Dataset entries:
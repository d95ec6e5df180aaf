use anyhow::{anyhow, Result};
use chrono::NaiveDate;
use std::io::{Read, Write};
use std::net::TcpStream;
use std::sync::atomic::{AtomicUsize, Ordering};
use std::sync::Arc;
use std::time::Duration;

use wear_tracker::api::{ApiConfig, ApiHandle, ApiServer};
use wear_tracker::config::{StreamSettings, WindowSettings};
use wear_tracker::detect::ScriptedBackend;
use wear_tracker::{
    open_source, CatalogApi, ClothingCatalogEntry, DetectionThresholds, Detector,
    SessionSettings, Station, SystemClock, Vocabulary,
};

struct FakeBackend {
    laundry_up: bool,
    pushes: AtomicUsize,
}

impl CatalogApi for FakeBackend {
    fn fetch_catalog(&self) -> Result<Vec<ClothingCatalogEntry>> {
        Ok(Vec::new())
    }

    fn push_wear(&self, _name: &str, _wears_before_wash: u32) -> Result<()> {
        self.pushes.fetch_add(1, Ordering::SeqCst);
        Ok(())
    }

    fn log_worn_items(&self, _date: NaiveDate, _items: &[String]) -> Result<()> {
        Ok(())
    }

    fn laundry_list(&self) -> Result<serde_json::Value> {
        if !self.laundry_up {
            return Err(anyhow!("connection refused"));
        }
        Ok(serde_json::json!([
            {"Name": "Blue Hoodie", "WearsBeforeWash": 3, "ConfiguredWears": 3}
        ]))
    }
}

struct TestServer {
    backend: Arc<FakeBackend>,
    api_handle: Option<ApiHandle>,
}

impl TestServer {
    fn new(labels: Vec<Vec<String>>, laundry_up: bool) -> Result<Self> {
        let backend = Arc::new(FakeBackend {
            laundry_up,
            pushes: AtomicUsize::new(0),
        });
        let settings = SessionSettings {
            vocabulary: Vocabulary::default(),
            window: WindowSettings {
                duration: Duration::from_millis(50),
                count_threshold: 0,
            },
        };
        let stream = StreamSettings {
            url: "stub://closet".to_string(),
            target_fps: 10,
            width: 32,
            height: 18,
            read_timeout: Duration::from_secs(1),
        };
        let detector = Detector::new(
            Box::new(ScriptedBackend::new(labels)),
            DetectionThresholds::default(),
        );
        let station = Station::new(
            settings,
            detector,
            backend.clone(),
            Box::new(move || open_source(&stream)),
            Arc::new(SystemClock),
        );
        let api_config = ApiConfig {
            addr: "127.0.0.1:0".to_string(),
        };
        let api_handle = ApiServer::new(api_config, Arc::new(station)).spawn()?;
        Ok(Self {
            backend,
            api_handle: Some(api_handle),
        })
    }

    fn request(&self, raw: &str) -> Result<(String, serde_json::Value)> {
        let addr = self
            .api_handle
            .as_ref()
            .map(|handle| handle.addr)
            .ok_or_else(|| anyhow!("server stopped"))?;
        let mut stream = TcpStream::connect(addr)?;
        stream.set_read_timeout(Some(Duration::from_secs(10)))?;
        stream.write_all(raw.as_bytes())?;
        let (headers, body) = read_response(&mut stream)?;
        Ok((headers, serde_json::from_str(&body)?))
    }
}

impl Drop for TestServer {
    fn drop(&mut self) {
        if let Some(handle) = self.api_handle.take() {
            let _ = handle.stop();
        }
    }
}

fn read_response(stream: &mut TcpStream) -> Result<(String, String)> {
    let mut response = String::new();
    stream.read_to_string(&mut response)?;
    let mut parts = response.splitn(2, "\r\n\r\n");
    let headers = parts.next().unwrap_or("").to_string();
    let body = parts.next().unwrap_or("").to_string();
    Ok((headers, body))
}

fn hoodie() -> Vec<Vec<String>> {
    vec![vec!["Blue Hoodie".to_string()]]
}

#[test]
fn trigger_returns_detected_items() -> Result<()> {
    let server = TestServer::new(hoodie(), true)?;
    let (headers, body) = server.request(
        "POST /trigger-detection HTTP/1.1\r\nHost: localhost\r\nX-Device-Id: esp32-closet\r\nContent-Length: 0\r\n\r\n",
    )?;

    assert!(headers.starts_with("HTTP/1.1 200"));
    assert_eq!(
        body,
        serde_json::json!({"status": "success", "detecteditems": ["Blue Hoodie"]})
    );
    assert_eq!(server.backend.pushes.load(Ordering::SeqCst), 1);
    Ok(())
}

#[test]
fn trigger_with_nothing_seen_is_still_success() -> Result<()> {
    let server = TestServer::new(Vec::new(), true)?;
    let (headers, body) = server.request(
        "POST /trigger-detection HTTP/1.1\r\nHost: localhost\r\nContent-Length: 2\r\n\r\n{}",
    )?;

    assert!(headers.starts_with("HTTP/1.1 200"));
    assert_eq!(body["status"], "success");
    assert_eq!(body["detecteditems"], serde_json::json!([]));
    assert_eq!(server.backend.pushes.load(Ordering::SeqCst), 0);
    Ok(())
}

#[test]
fn laundry_list_is_proxied_verbatim() -> Result<()> {
    let server = TestServer::new(hoodie(), true)?;
    let (headers, body) =
        server.request("GET /laundry-list HTTP/1.1\r\nHost: localhost\r\n\r\n")?;

    assert!(headers.starts_with("HTTP/1.1 200"));
    assert_eq!(body[0]["Name"], "Blue Hoodie");
    assert_eq!(body[0]["WearsBeforeWash"], 3);
    Ok(())
}

#[test]
fn laundry_list_backend_failure_is_bad_gateway() -> Result<()> {
    let server = TestServer::new(hoodie(), false)?;
    let (headers, body) =
        server.request("GET /laundry-list HTTP/1.1\r\nHost: localhost\r\n\r\n")?;

    assert!(headers.starts_with("HTTP/1.1 502"));
    assert_eq!(body["status"], "error");
    assert!(body["message"]
        .as_str()
        .unwrap_or("")
        .contains("connection refused"));
    Ok(())
}

#[test]
fn rejects_unknown_routes_and_wrong_methods() -> Result<()> {
    let server = TestServer::new(hoodie(), true)?;

    let (headers, body) = server.request("GET /health HTTP/1.1\r\nHost: localhost\r\n\r\n")?;
    assert!(headers.starts_with("HTTP/1.1 200"));
    assert_eq!(body["status"], "ok");

    let (headers, _) = server.request("GET /nope HTTP/1.1\r\nHost: localhost\r\n\r\n")?;
    assert!(headers.starts_with("HTTP/1.1 404"));

    let (headers, _) =
        server.request("GET /trigger-detection HTTP/1.1\r\nHost: localhost\r\n\r\n")?;
    assert!(headers.starts_with("HTTP/1.1 405"));

    let (headers, _) = server.request(
        "POST /laundry-list HTTP/1.1\r\nHost: localhost\r\nContent-Length: 0\r\n\r\n",
    )?;
    assert!(headers.starts_with("HTTP/1.1 405"));
    assert_eq!(server.backend.pushes.load(Ordering::SeqCst), 0);
    Ok(())
}

#[test]
fn rejects_oversized_requests() -> Result<()> {
    let server = TestServer::new(hoodie(), true)?;
    let (headers, body) = server.request(
        "POST /trigger-detection HTTP/1.1\r\nHost: localhost\r\nContent-Length: 100000\r\n\r\n",
    )?;
    assert!(headers.starts_with("HTTP/1.1 413"));
    assert_eq!(body["error"], "request_too_large");
    assert_eq!(server.backend.pushes.load(Ordering::SeqCst), 0);
    Ok(())
}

Task item –
An exact transcription of all the entries is needed.

Task result –
repository d95ec6e5df180aaf
use anyhow::{anyhow, Result};
use chrono::NaiveDate;
use std::io::{Read, Write};
use std::net::TcpStream;
use std::sync::atomic::{AtomicUsize, Ordering};
use std::sync::Arc;
use std::time::Duration;

use wear_tracker::api::{ApiConfig, ApiHandle, ApiServer};
use wear_tracker::config::{StreamSettings, WindowSettings};
use wear_tracker::detect::ScriptedBackend;
use wear_tracker::{
    open_source, CatalogApi, ClothingCatalogEntry, DetectionThresholds, Detector,
    SessionSettings, Station, SystemClock, Vocabulary,
};

struct FakeBackend {
    laundry_up: bool,
    pushes: AtomicUsize,
}

impl CatalogApi for FakeBackend {
    fn fetch_catalog(&self) -> Result<Vec<ClothingCatalogEntry>> {
        Ok(Vec::new())
    }

    fn push_wear(&self, _name: &str, _wears_before_wash: u32) -> Result<()> {
        self.pushes.fetch_add(1, Ordering::SeqCst);
        Ok(())
    }

    fn log_worn_items(&self, _date: NaiveDate, _items: &[String]) -> Result<()> {
        Ok(())
    }

    fn laundry_list(&self) -> Result<serde_json::Value> {
        if !self.laundry_up {
            return Err(anyhow!("connection refused"));
        }
        Ok(serde_json::json!([
            {"Name": "Blue Hoodie", "WearsBeforeWash": 3, "ConfiguredWears": 3}
        ]))
    }
}

struct TestServer {
    backend: Arc<FakeBackend>,
    api_handle: Option<ApiHandle>,
}

impl TestServer {
    fn new(labels: Vec<Vec<String>>, laundry_up: bool) -> Result<Self> {
        let backend = Arc::new(FakeBackend {
            laundry_up,
            pushes: AtomicUsize::new(0),
        });
        let settings = SessionSettings {
            vocabulary: Vocabulary::default(),
            window: WindowSettings {
                duration: Duration::from_millis(50),
                count_threshold: 0,
            },
        };
        let stream = StreamSettings {
            url: "stub://closet".to_string(),
            target_fps: 10,
            width: 32,
            height: 18,
            read_timeout: Duration::from_secs(1),
        };
        let detector = Detector::new(
            Box::new(ScriptedBackend::new(labels)),
            DetectionThresholds::default(),
        );
        let station = Station::new(
            settings,
            detector,
            backend.clone(),
            Box::new(move || open_source(&stream)),
            Arc::new(SystemClock),
        );
        let api_config = ApiConfig {
            addr: "127.0.0.1:0".to_string(),
        };
        let api_handle = ApiServer::new(api_config, Arc::new(station)).spawn()?;
        Ok(Self {
            backend,
            api_handle: Some(api_handle),
        })
    }

    fn request(&self, raw: &str) -> Result<(String, serde_json::Value)> {
        let addr = self
            .api_handle
            .as_ref()
            .map(|handle| handle.addr)
            .ok_or_else(|| anyhow!("server stopped"))?;
        let mut stream = TcpStream::connect(addr)?;
        stream.set_read_timeout(Some(Duration::from_secs(10)))?;
        stream.write_all(raw.as_bytes())?;
        let (headers, body) = read_response(&mut stream)?;
        Ok((headers, serde_json::from_str(&body)?))
    }
}

impl Drop for TestServer {
    fn drop(&mut self) {
        if let Some(handle) = self.api_handle.take() {
            let _ = handle.stop();
        }
    }
}

fn read_response(stream: &mut TcpStream) -> Result<(String, String)> {
    let mut response = String::new();
    stream.read_to_string(&mut response)?;
    let mut parts = response.splitn(2, "\r\n\r\n");
    let headers = parts.next().unwrap_or("").to_string();
    let body = parts.next().unwrap_or("").to_string();
    Ok((headers, body))
}

fn hoodie() -> Vec<Vec<String>> {
    vec![vec!["Blue Hoodie".to_string()]]
}

#[test]
fn trigger_returns_detected_items() -> Result<()> {
    let server = TestServer::new(hoodie(), true)?;
    let (headers, body) = server.request(
        "POST /trigger-detection HTTP/1.1\r\nHost: localhost\r\nX-Device-Id: esp32-closet\r\nContent-Length: 0\r\n\r\n",
    )?;

    assert!(headers.starts_with("HTTP/1.1 200"));
    assert_eq!(
        body,
        serde_json::json!({"status": "success", "detecteditems": ["Blue Hoodie"]})
    );
    assert_eq!(server.backend.pushes.load(Ordering::SeqCst), 1);
    Ok(())
}

#[test]
fn trigger_with_nothing_seen_is_still_success() -> Result<()> {
    let server = TestServer::new(Vec::new(), true)?;
    let (headers, body) = server.request(
        "POST /trigger-detection HTTP/1.1\r\nHost: localhost\r\nContent-Length: 2\r\n\r\n{}",
    )?;

    assert!(headers.starts_with("HTTP/1.1 200"));
    assert_eq!(body["status"], "success");
    assert_eq!(body["detecteditems"], serde_json::json!([]));
    assert_eq!(server.backend.pushes.load(Ordering::SeqCst), 0);
    Ok(())
}

#[test]
fn laundry_list_is_proxied_verbatim() -> Result<()> {
    let server = TestServer::new(hoodie(), true)?;
    let (headers, body) =
        server.request("GET /laundry-list HTTP/1.1\r\nHost: localhost\r\n\r\n")?;

    assert!(headers.starts_with("HTTP/1.1 200"));
    assert_eq!(body[0]["Name"], "Blue Hoodie");
    assert_eq!(body[0]["WearsBeforeWash"], 3);
    Ok(())
}

#[test]
fn laundry_list_backend_failure_is_bad_gateway() -> Result<()> {
    let server = TestServer::new(hoodie(), false)?;
    let (headers, body) =
        server.request("GET /laundry-list HTTP/1.1\r\nHost: localhost\r\n\r\n")?;

    assert!(headers.starts_with("HTTP/1.1 502"));
    assert_eq!(body["status"], "error");
    assert!(body["message"]
        .as_str()
        .unwrap_or("")
        .contains("connection refused"));
    Ok(())
}

#[test]
fn rejects_unknown_routes_and_wrong_methods() -> Result<()> {
    let server = TestServer::new(hoodie(), true)?;

    let (headers, body) = server.request("GET /health HTTP/1.1\r\nHost: localhost\r\n\r\n")?;
    assert!(headers.starts_with("HTTP/1.1 200"));
    assert_eq!(body["status"], "ok");

    let (headers, _) = server.request("GET /nope HTTP/1.1\r\nHost: localhost\r\n\r\n")?;
    assert!(headers.starts_with("HTTP/1.1 404"));

    let (headers, _) =
        server.request("GET /trigger-detection HTTP/1.1\r\nHost: localhost\r\n\r\n")?;
    assert!(headers.starts_with("HTTP/1.1 405"));

    let (headers, _) = server.request(
        "POST /laundry-list HTTP/1.1\r\nHost: localhost\r\nContent-Length: 0\r\n\r\n",
    )?;
    assert!(headers.starts_with("HTTP/1.1 405"));
    assert_eq!(server.backend.pushes.load(Ordering::SeqCst), 0);
    Ok(())
}

#[test]
fn rejects_oversized_requests() -> Result<()> {
    let server = TestServer::new(hoodie(), true)?;
    let (headers, body) = server.request(
        "POST /trigger-detection HTTP/1.1\r\nHost: localhost\r\nContent-Length: 100000\r\n\r\n",
    )?;
    assert!(headers.starts_with("HTTP/1.1 413"));
    assert_eq!(body["error"], "request_too_large");
    assert_eq!(server.backend.pushes.load(Ordering::SeqCst), 0);
    Ok(())
}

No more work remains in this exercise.